> Supplied information
- - - - -

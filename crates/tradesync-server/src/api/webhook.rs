//! Smartsheet webhook callback: `POST /api/v1/webhooks/smartsheet`.
//!
//! Two request shapes arrive here. Verification requests carry a
//! `Smartsheet-Hook-Challenge` header and expect the challenge echoed back;
//! everything else is an event callback for the task tracker sheet, where
//! status cell changes drive the time log.

use axum::{
    extract::State,
    http::{HeaderMap, HeaderValue, StatusCode},
    response::{IntoResponse, Response},
    Extension, Json,
};
use chrono::Utc;
use serde::{Deserialize, Serialize};
use serde_json::Value;

use tradesync_db::{record_start, record_stop, DbError};
use tradesync_smartsheet::ColumnIndex;

use super::{ApiResponse, AppState, ResponseMeta};
use crate::middleware::RequestId;

const CHALLENGE_HEADER: &str = "Smartsheet-Hook-Challenge";
const CHALLENGE_RESPONSE_HEADER: &str = "Smartsheet-Hook-Response";
const RECORD_COLUMN: &str = "Record #";

#[derive(Debug, Deserialize)]
struct WebhookCallback {
    #[serde(default)]
    events: Vec<WebhookEvent>,
}

#[derive(Debug, Deserialize)]
#[serde(rename_all = "camelCase")]
struct WebhookEvent {
    #[serde(default)]
    row_id: Option<i64>,
    #[serde(default)]
    column_id: Option<i64>,
}

/// What one callback did with its events.
#[derive(Debug, Default, Serialize)]
struct WebhookOutcome {
    processed: usize,
    started: usize,
    stopped: usize,
    ignored: usize,
    errored: usize,
}

/// Routes a status cell value into the time log.
///
/// `Start` opens an interval, `Stop` and `Completed` close one, anything
/// else is ignored. Returns what happened so the caller can tally.
async fn apply_status(
    pool: &sqlx::PgPool,
    record_number: &str,
    status: &str,
) -> Result<&'static str, DbError> {
    let now = Utc::now();
    match status.trim() {
        "Start" => {
            record_start(pool, record_number, now).await?;
            Ok("started")
        }
        "Stop" | "Completed" => {
            record_stop(pool, record_number, now).await?;
            Ok("stopped")
        }
        _ => Ok("ignored"),
    }
}

fn cell_text(value: &Value) -> Option<String> {
    match value {
        Value::String(s) => Some(s.clone()),
        Value::Number(n) => Some(n.to_string()),
        _ => None,
    }
}

pub(super) async fn smartsheet_webhook(
    State(state): State<AppState>,
    Extension(req_id): Extension<RequestId>,
    headers: HeaderMap,
    Json(payload): Json<Value>,
) -> Response {
    // Verification handshake: echo the challenge in header and body.
    if let Some(challenge) = headers.get(CHALLENGE_HEADER).and_then(|v| v.to_str().ok()) {
        let body = serde_json::json!({ "smartsheetHookResponse": challenge });
        let mut response = (StatusCode::OK, Json(body)).into_response();
        if let Ok(value) = HeaderValue::from_str(challenge) {
            response
                .headers_mut()
                .insert(CHALLENGE_RESPONSE_HEADER, value);
        }
        return response;
    }

    let callback: WebhookCallback = match serde_json::from_value(payload) {
        Ok(cb) => cb,
        Err(e) => {
            tracing::warn!(error = %e, "webhook payload did not parse; acknowledging anyway");
            WebhookCallback { events: Vec::new() }
        }
    };

    let outcome = process_events(&state, callback.events).await;
    (
        StatusCode::OK,
        Json(ApiResponse {
            data: outcome,
            meta: ResponseMeta::new(req_id.0),
        }),
    )
        .into_response()
}

async fn process_events(state: &AppState, events: Vec<WebhookEvent>) -> WebhookOutcome {
    let mut outcome = WebhookOutcome::default();
    if events.is_empty() {
        return outcome;
    }

    let Some(sheet_id) = state.config.sheets.task_tracker else {
        tracing::warn!("webhook events received but no task tracker sheet is configured");
        return outcome;
    };

    // One sheet fetch per callback resolves the Record # column for every
    // event in it.
    let record_column = match state.smartsheet.get_sheet(sheet_id).await {
        Ok(sheet) => match ColumnIndex::from_sheet(&sheet).require(RECORD_COLUMN) {
            Ok(id) => id,
            Err(e) => {
                tracing::error!(error = %e, sheet_id, "task tracker sheet is missing its record column");
                outcome.errored = events.len();
                return outcome;
            }
        },
        Err(e) => {
            tracing::error!(error = %e, sheet_id, "failed to load task tracker sheet");
            outcome.errored = events.len();
            return outcome;
        }
    };

    for event in events {
        let (Some(row_id), Some(column_id)) = (event.row_id, event.column_id) else {
            outcome.ignored += 1;
            continue;
        };

        let row = match state.smartsheet.get_row(sheet_id, row_id).await {
            Ok(row) => row,
            Err(e) => {
                tracing::warn!(error = %e, row_id, "failed to fetch webhook row");
                outcome.errored += 1;
                continue;
            }
        };

        let status = row.cell_value(column_id).and_then(cell_text);
        let record_number = row.cell_value(record_column).and_then(cell_text);
        let (Some(status), Some(record_number)) = (status, record_number) else {
            outcome.ignored += 1;
            continue;
        };

        // Only events whose row and cells actually resolved count as
        // processed; every event lands in exactly one tally.
        outcome.processed += 1;
        match apply_status(&state.pool, &record_number, &status).await {
            Ok("started") => outcome.started += 1,
            Ok("stopped") => outcome.stopped += 1,
            Ok(_) => outcome.ignored += 1,
            Err(e) => {
                tracing::error!(error = %e, record_number, "time log write failed");
                outcome.errored += 1;
            }
        }
    }
    outcome
}

#[cfg(test)]
mod tests {
    use std::sync::Arc;

    use wiremock::matchers::{method, path};
    use wiremock::{Mock, MockServer, ResponseTemplate};

    use super::*;
    use crate::api::test_support;
    use tradesync_db::list_intervals;
    use tradesync_smartsheet::SmartsheetClient;

    #[tokio::test]
    async fn errored_row_fetch_is_not_counted_as_processed() {
        let server = MockServer::start().await;

        let sheet = serde_json::json!({
            "id": 77,
            "name": "task tracker",
            "columns": [ { "id": 5, "title": "Record #" } ],
            "rows": []
        });
        Mock::given(method("GET"))
            .and(path("/sheets/77"))
            .respond_with(ResponseTemplate::new(200).set_body_json(&sheet))
            .mount(&server)
            .await;
        Mock::given(method("GET"))
            .and(path("/sheets/77/rows/901"))
            .respond_with(ResponseTemplate::new(404))
            .mount(&server)
            .await;

        let mut state = test_support::lazy_state();
        let mut config = (*state.config).clone();
        config.sheets.task_tracker = Some(77);
        state.config = Arc::new(config);
        state.smartsheet = Arc::new(
            SmartsheetClient::with_base_url("test-token", 1, &server.uri()).expect("client"),
        );

        let events = vec![WebhookEvent {
            row_id: Some(901),
            column_id: Some(5),
        }];
        let outcome = process_events(&state, events).await;

        assert_eq!(outcome.errored, 1);
        assert_eq!(outcome.processed, 0, "a failed event is errored, not processed");
        assert_eq!(outcome.ignored, 0);
    }

    #[sqlx::test(migrations = "../../migrations")]
    async fn start_status_opens_an_interval(pool: sqlx::PgPool) {
        let outcome = apply_status(&pool, "TT-1", "Start").await.expect("apply");
        assert_eq!(outcome, "started");

        let intervals = list_intervals(&pool, "TT-1").await.expect("intervals");
        assert_eq!(intervals.len(), 1);
        assert!(intervals[0].stopped_at.is_none());
    }

    #[sqlx::test(migrations = "../../migrations")]
    async fn completed_status_closes_the_interval(pool: sqlx::PgPool) {
        apply_status(&pool, "TT-1", "Start").await.expect("start");
        let outcome = apply_status(&pool, "TT-1", "Completed")
            .await
            .expect("complete");
        assert_eq!(outcome, "stopped");

        let intervals = list_intervals(&pool, "TT-1").await.expect("intervals");
        assert_eq!(intervals.len(), 1);
        assert!(intervals[0].stopped_at.is_some());
    }

    #[sqlx::test(migrations = "../../migrations")]
    async fn other_statuses_do_not_touch_the_log(pool: sqlx::PgPool) {
        let outcome = apply_status(&pool, "TT-1", "In Progress")
            .await
            .expect("apply");
        assert_eq!(outcome, "ignored");
        assert!(tradesync_db::get_task_record(&pool, "TT-1").await.is_err());
    }

    #[test]
    fn cell_text_handles_scalars_only() {
        assert_eq!(cell_text(&serde_json::json!("Start")), Some("Start".into()));
        assert_eq!(cell_text(&serde_json::json!(42)), Some("42".into()));
        assert_eq!(cell_text(&serde_json::json!(["Start"])), None);
    }
}
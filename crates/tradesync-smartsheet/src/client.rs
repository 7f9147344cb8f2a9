//! HTTP client for the Smartsheet REST API.
//!
//! Covers the four primitives the sync needs: get-sheet, get-row, add-rows,
//! update-rows. Batch-size ceilings are enforced by the caller; this client
//! submits whatever it is handed in one call.

use std::time::Duration;

use reqwest::{Client, Method, Url};
use serde::de::DeserializeOwned;
use serde::Serialize;

use crate::error::SmartsheetError;
use crate::types::{NewRow, Row, RowUpdate, Sheet, WriteResult};

const DEFAULT_BASE_URL: &str = "https://api.smartsheet.com/2.0/";

/// Client for the Smartsheet REST API.
pub struct SmartsheetClient {
    client: Client,
    access_token: String,
    base_url: Url,
}

impl SmartsheetClient {
    /// Creates a new client pointed at the production Smartsheet API.
    ///
    /// # Errors
    ///
    /// Returns [`SmartsheetError::Http`] if the underlying `reqwest::Client`
    /// cannot be constructed.
    pub fn new(access_token: &str, timeout_secs: u64) -> Result<Self, SmartsheetError> {
        Self::with_base_url(access_token, timeout_secs, DEFAULT_BASE_URL)
    }

    /// Creates a new client with a custom base URL (for testing with wiremock).
    ///
    /// # Errors
    ///
    /// Returns [`SmartsheetError::Http`] if the underlying `reqwest::Client`
    /// cannot be constructed, or [`SmartsheetError::InvalidUrl`] if
    /// `base_url` does not parse.
    pub fn with_base_url(
        access_token: &str,
        timeout_secs: u64,
        base_url: &str,
    ) -> Result<Self, SmartsheetError> {
        let client = Client::builder()
            .timeout(Duration::from_secs(timeout_secs))
            .connect_timeout(Duration::from_secs(10))
            .user_agent("tradesync/0.1 (smartsheet-sync)")
            .build()?;

        let normalised = format!("{}/", base_url.trim_end_matches('/'));
        let base_url = Url::parse(&normalised)
            .map_err(|e| SmartsheetError::InvalidUrl(format!("'{base_url}': {e}")))?;

        Ok(Self {
            client,
            access_token: access_token.to_owned(),
            base_url,
        })
    }

    /// Fetches a sheet with its columns and rows.
    ///
    /// # Errors
    ///
    /// - [`SmartsheetError::Api`] on a non-2xx response.
    /// - [`SmartsheetError::Http`] on network failure.
    /// - [`SmartsheetError::Deserialize`] if the body does not match.
    pub async fn get_sheet(&self, sheet_id: i64) -> Result<Sheet, SmartsheetError> {
        self.request(Method::GET, &format!("sheets/{sheet_id}"), None::<&()>)
            .await
    }

    /// Fetches a single row.
    ///
    /// # Errors
    ///
    /// Same classes as [`SmartsheetClient::get_sheet`].
    pub async fn get_row(&self, sheet_id: i64, row_id: i64) -> Result<Row, SmartsheetError> {
        self.request(
            Method::GET,
            &format!("sheets/{sheet_id}/rows/{row_id}"),
            None::<&()>,
        )
        .await
    }

    /// Appends rows to the bottom of a sheet.
    ///
    /// # Errors
    ///
    /// Same classes as [`SmartsheetClient::get_sheet`].
    pub async fn add_rows(
        &self,
        sheet_id: i64,
        rows: &[NewRow],
    ) -> Result<WriteResult, SmartsheetError> {
        self.request(Method::POST, &format!("sheets/{sheet_id}/rows"), Some(&rows))
            .await
    }

    /// Updates existing rows in place.
    ///
    /// # Errors
    ///
    /// Same classes as [`SmartsheetClient::get_sheet`].
    pub async fn update_rows(
        &self,
        sheet_id: i64,
        rows: &[RowUpdate],
    ) -> Result<WriteResult, SmartsheetError> {
        self.request(Method::PUT, &format!("sheets/{sheet_id}/rows"), Some(&rows))
            .await
    }

    async fn request<T: DeserializeOwned, B: Serialize>(
        &self,
        method: Method,
        path: &str,
        body: Option<&B>,
    ) -> Result<T, SmartsheetError> {
        let url = self
            .base_url
            .join(path)
            .map_err(|e| SmartsheetError::InvalidUrl(format!("'{path}': {e}")))?;

        let mut request = self
            .client
            .request(method, url.clone())
            .bearer_auth(&self.access_token);
        if let Some(body) = body {
            request = request.json(body);
        }

        let response = request.send().await?;
        let status = response.status();
        let text = response.text().await?;

        if !status.is_success() {
            // Smartsheet error bodies look like {"errorCode": n, "message": "..."}.
            let message = serde_json::from_str::<serde_json::Value>(&text)
                .ok()
                .and_then(|v| {
                    v.get("message")
                        .and_then(serde_json::Value::as_str)
                        .map(ToOwned::to_owned)
                })
                .unwrap_or(text);
            tracing::warn!(status = status.as_u16(), url = %url, "smartsheet api error");
            return Err(SmartsheetError::Api {
                status: status.as_u16(),
                message,
            });
        }

        serde_json::from_str(&text).map_err(|e| SmartsheetError::Deserialize {
            context: url.to_string(),
            source: e,
        })
    }
}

- - - - -

> How to complete this task
Figure out how many lines of the material include "WebhookCallback", then reply with the count alone.

> Output of the exercise
3